Battle of Bhupalgarh
| Date | 2 April 1679 |
| Location | Bhupalgarh (Banur, Maharashtra) |
| Result | Mughal victory |

Belligerents
- Maratha Kingdom: Mughal Empire

Commanders and leaders
- Shivaji: Diler Khan Sambhaji

Casualties and losses
- Heavy 1,000 killed by Ikhlas Khan's forces; 700 survivors had one of their arms cut off; Other captured survivors sold into slavery;: Heavy

= Battle of Bhupalgarh =

Battle in 1679

The Battle of Bhupalgarh (also spelled Bhupalgad) was fought between the Mughal Empire and Maratha Kingdom in 1679, near present day Khanapur, in a leadup to the Deccan wars. The Maratha were led by Shivaji, the first Maratha king. The battle resulted in the razing of the fort of Bhupalgarh and a decisive victory for the Mughals under general Diler Khan. Shivaji's son Sambhaji, who would later become the second king of the Maratha Empire, fought on the Mughal side after defecting from his father.

==Background==
The reign of Mughal Emperor Aurangzeb (ruled 1658 to 1707) was marked by a campaign of rapid military expansion. This coincided with the establishment of the Maratha Kingdom by Shivaji, who came into conflict with the Mughals as early as 1657. Conflict between the two states continued sporadically.

Sambhaji was Shivaji's eldest son. Sambhaji's misbehaviour, including his irresponsibility and addiction to "sensual pleasures", was always a matter of great concern for Shivaji. In 1678, Sambhaji was confined to Panhala Fort by Shivaji after violating a Brahmin woman. Both Jadunath Sarkar and Pandit Shankar Joshi believe that Sambhaji's defection was ultimately motivated by a sense of dissent against his father, particularly against Shivaji's proposal to partition the kingdom between his sons. According to which, Sambhaji was to receive the newly acquired regions of Karnatak and coastal Gingee, while Raja Ram would inherit the heartlands of Maharashtra.
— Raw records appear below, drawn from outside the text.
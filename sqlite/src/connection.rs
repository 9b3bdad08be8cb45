//! Scoped SQLite connections.
//!
//! A [`Connector`] knows the store path; every runner operation acquires a
//! fresh [`ScopedConnection`] from it, does one unit of work, and releases
//! it. Release happens on drop as well, so error paths never leak a handle.

use std::ops::{Deref, DerefMut};
use std::path::{Path, PathBuf};

use rusqlite::{Connection, OpenFlags};
use tracing::{debug, warn};

use crate::error::Result;

/// Opens connections to one store file.
#[derive(Debug, Clone)]
pub struct Connector {
    path: PathBuf,
}

impl Connector {
    /// Creates a connector for the store at `path`.
    pub fn new(path: impl Into<PathBuf>) -> Self {
        Self { path: path.into() }
    }

    /// Store file path.
    pub fn path(&self) -> &Path {
        &self.path
    }

    /// Opens a connection, creating the store file (and its directory) if
    /// absent, and sets the foreign-key pragma.
    ///
    /// # Errors
    ///
    /// Returns [`SqliteError::Io`](crate::SqliteError::Io) if the directory
    /// cannot be created, or [`SqliteError::Database`](crate::SqliteError::Database)
    /// if the file cannot be opened or the pragma fails.
    pub fn connect(&self, enforce_foreign_keys: bool) -> Result<ScopedConnection> {
        if let Some(parent) = self.path.parent().filter(|p| !p.as_os_str().is_empty()) {
            std::fs::create_dir_all(parent)?;
        }
        let conn = Connection::open(&self.path)?;
        ScopedConnection::configure(conn, &self.path, enforce_foreign_keys)
    }

    /// Opens a connection only if the store file already exists.
    ///
    /// Returns `Ok(None)` for a missing file instead of creating one.
    pub fn connect_existing(&self, enforce_foreign_keys: bool) -> Result<Option<ScopedConnection>> {
        if !self.path.is_file() {
            return Ok(None);
        }
        let flags = OpenFlags::SQLITE_OPEN_READ_WRITE
            | OpenFlags::SQLITE_OPEN_URI
            | OpenFlags::SQLITE_OPEN_NO_MUTEX;
        let conn = Connection::open_with_flags(&self.path, flags)?;
        ScopedConnection::configure(conn, &self.path, enforce_foreign_keys).map(Some)
    }
}

/// A connection held for exactly one unit of work.
///
/// Dereferences to [`rusqlite::Connection`].
#[derive(Debug)]
pub struct ScopedConnection {
    conn: Connection,
    path: PathBuf,
}

impl ScopedConnection {
    fn configure(conn: Connection, path: &Path, enforce_foreign_keys: bool) -> Result<Self> {
        let state = if enforce_foreign_keys { "ON" } else { "OFF" };
        conn.execute_batch(&format!("PRAGMA foreign_keys = {state};"))?;
        debug!(path = %path.display(), foreign_keys = enforce_foreign_keys, "connected");
        Ok(Self {
            conn,
            path: path.to_path_buf(),
        })
    }

    /// Returns whether the foreign-key pragma is on.
    pub fn foreign_keys_enabled(&self) -> Result<bool> {
        let enabled: i64 = self
            .conn
            .query_row("PRAGMA foreign_keys;", [], |row| row.get(0))?;
        Ok(enabled == 1)
    }

    /// Closes the connection.
    ///
    /// A failed close is logged and the handle is dropped anyway.
    pub fn disconnect(self) {
        let path = self.path;
        match self.conn.close() {
            Ok(()) => debug!(path = %path.display(), "disconnected"),
            Err((_conn, e)) => {
                warn!(path = %path.display(), error = %e, "close failed; dropping handle");
            }
        }
    }
}

impl Deref for ScopedConnection {
    type Target = Connection;

    fn deref(&self) -> &Connection {
        &self.conn
    }
}

impl DerefMut for ScopedConnection {
    fn deref_mut(&mut self) -> &mut Connection {
        &mut self.conn
    }
}

/// Checks `sqlite_master` for a table named `table`.
pub fn table_exists(conn: &Connection, table: &str) -> Result<bool> {
    let mut stmt =
        conn.prepare("SELECT COUNT(*) FROM sqlite_master WHERE type='table' AND name=?1")?;
    let count: i64 = stmt.query_row([table], |row| row.get(0))?;
    Ok(count > 0)
}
Sarkar states that Sambhaji, aggrieved by this decision, decided to join Diler Khan, the Mughal governor of Deccan after receiving letters from him promising Mughal support to reclaim his rights.

On December 13, 1678, he escaped with his wife Yesu Bai and joined Diler Khan; following this, he was made a Mughal noble with the rank of seven thousand zat and was conferred the title of Raja by Aurangzeb. Sambhaji stayed with Diler Khan for a year, taking part in a campaign against the forces of both Shivaji and Bijapur. After his defection, Sambhaji stayed in Akluj. After some time, he marched to the Maratha fort of Bhupalgarh with Diler Khan. The fort was under the command of Firangoji Narsala. Before the battle began, Sambhaji reportedly sent a letter to Narsala, ordering him to surrender the fort to the Mughals. This demand went unanswered.

==Battle==
The battle began with the Mughal artillery battering the fort's walls and towers. The next day, they launched an assault and fought until noon, ultimately capturing the fort with heavy casualties on both sides. Shivaji's 16,000-strong cavalry reinforcements arrived late, but were intercepted 12 miles from the fort by Ikhlas Khan's 1,500 cavalry. Ikhlas Khan's forces were surrounded but managed to hold them off until the reinforcements from Diler Khan arrived while also killing a thousand of Maratha soldiers. The Maratha army then fled the battlefield.

==Aftermath==
Diler Khan seized large quantities of grain. He also captured people and sold them into slavery. He let go of seven hundred occupants after cutting off one of their arms. He later razed the fort to the ground. Pandit Shankar Joshi states:

For his desertion to the Mughals and his attack on the Bhupalgad and its defenders, Sambhaji would always stand in history as a condemnable person. Those actions of Sambhaji prove that he was a person of irrational character

A month later, Sambhaji went on to lay siege to Panhala with the support of Mughal army. With the death of Shivaji in 1680, and the ascension of Sambhaji to the throne, the Mughal–Maratha conflict would intensify into the Deccan wars, which saw Sambahji return to being an enemy of the Mughals.